My sil used to do this regularly. It was like she'd gone through her son's drawers and just shoved absolutely everything in a bin bag and passed it on to me. I'd get things with holes in, stained, odd socks, once a pair of wellies covered in mud thrown in the bag alongside the clothes, all sorts. Out of a whole bin bag there would be maybe a couple of jumpers worth keeping.

And the worst was that she would generally hand the bin bag over at some family event and she and mil would go on and on about how lucky I was to be receiving this bag of crap she couldn't be bothered to sort out herself and take to the charity shop.

IwantedtobeEmmaPeel · 26/03/2019 17:55

Give them to a charity shop and advise them the clothes are only fit for textile recycling. Most of the charity shops round my way make money on old clothes and fabric by selling them by weight to companies that recycle them, or you can put them in the Oxfam recycling bins.
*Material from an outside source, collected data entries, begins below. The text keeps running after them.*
impl PortalType {
    pub fn as_str(&self) -> &'static str {
        match self {
            Self::FileChooser => "org.freedesktop.portal.FileChooser",
            Self::Documents => "org.freedesktop.portal.Documents",
            Self::Screenshot => "org.freedesktop.portal.Screenshot",
            Self::Screencast => "org.freedesktop.portal.Screencast",
            Self::Camera => "org.freedesktop.portal.Camera",
            Self::Microphone => "org.freedesktop.portal.Microphone",
            Self::Location => "org.freedesktop.portal.Location",
            Self::Notification => "org.freedesktop.portal.Notification",
            Self::Email => "org.freedesktop.portal.Email",
            Self::Print => "org.freedesktop.portal.Print",
            Self::NetworkMonitor => "org.freedesktop.portal.NetworkMonitor",
            Self::Inhibit => "org.freedesktop.portal.Inhibit",
            Self::Background => "org.freedesktop.portal.Background",
            Self::GameMode => "org.freedesktop.portal.GameMode",
            Self::Clipboard => "org.freedesktop.portal.Clipboard",
            Self::Secret => "org.freedesktop.portal.Secret",
            Self::Settings => "org.freedesktop.portal.Settings",
            Self::Wallpaper => "org.freedesktop.portal.Wallpaper",
            Self::Account => "org.freedesktop.portal.Account",
            Self::Trash => "org.freedesktop.portal.Trash",
            Self::MemoryMap => "org.freedesktop.portal.MemoryMonitor",
            Self::InputCapture => "org.freedesktop.portal.InputCapture",
            Self::GlobalShortcuts => "org.freedesktop.portal.GlobalShortcuts",
            Self::RemoteDesktop => "org.freedesktop.portal.RemoteDesktop",
            Self::DynamicLauncher => "org.freedesktop.portal.DynamicLauncher",
            Self::Usb => "org.freedesktop.portal.Usb",
        }
    }

    pub fn is_sensitive(&self) -> bool {
        matches!(
            self,
            Self::Camera
                | Self::Microphone
                | Self::Location
                | Self::Screenshot
                | Self::Screencast
                | Self::Clipboard
                | Self::Secret
                | Self::InputCapture
                | Self::RemoteDesktop
                | Self::Usb
        )
    }

    pub fn requires_user_interaction(&self) -> bool {
        matches!(
            self,
            Self::FileChooser | Self::Print | Self::Email | Self::Account
        )
    }
}

/// Portal permission level
#[derive(Debug, Clone, Copy, PartialEq, Eq, PartialOrd, Ord)]
pub enum PermissionLevel {
    /// Always deny
    Deny = 0,
    /// Ask user every time
    Ask = 1,
    /// Ask once, then remember
    AskOnce = 2,
    /// Allow for this session
    Session = 3,
    /// Always allow
    Allow = 4,
}

impl PermissionLevel {
    pub fn is_allowed(&self) -> bool {
        matches!(self, Self::Session | Self::Allow)
    }

    pub fn needs_prompt(&self) -> bool {
        matches!(self, Self::Ask | Self::AskOnce)
    }
}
Please don't put them in the household rubbish bin. And yes it is a bit rubbish to have a load of old tat dumped on you.

WatchingFromTheWings · 26/03/2019 17:58

My sister used to do this. I'd get bags of clothes that were beyond use. I was given several pairs of socks where one or both of the pair had the entire heel missing! And shoes that were beyond wearable. 'They'll be fine for the garden' apparently. 🙄

Frouby · 26/03/2019 18:01

Yanbu OP. I pass on and am happy to receive hand me downs. But have stopped accepting them from dsis as they are either borderline wearable or the same size that ds has just grown out of.

I pass on outgrown stuff to my ndn, but sort it first. Only non stained, non tatty stuff goes around. The rest I take to the charity shop in a rag bag.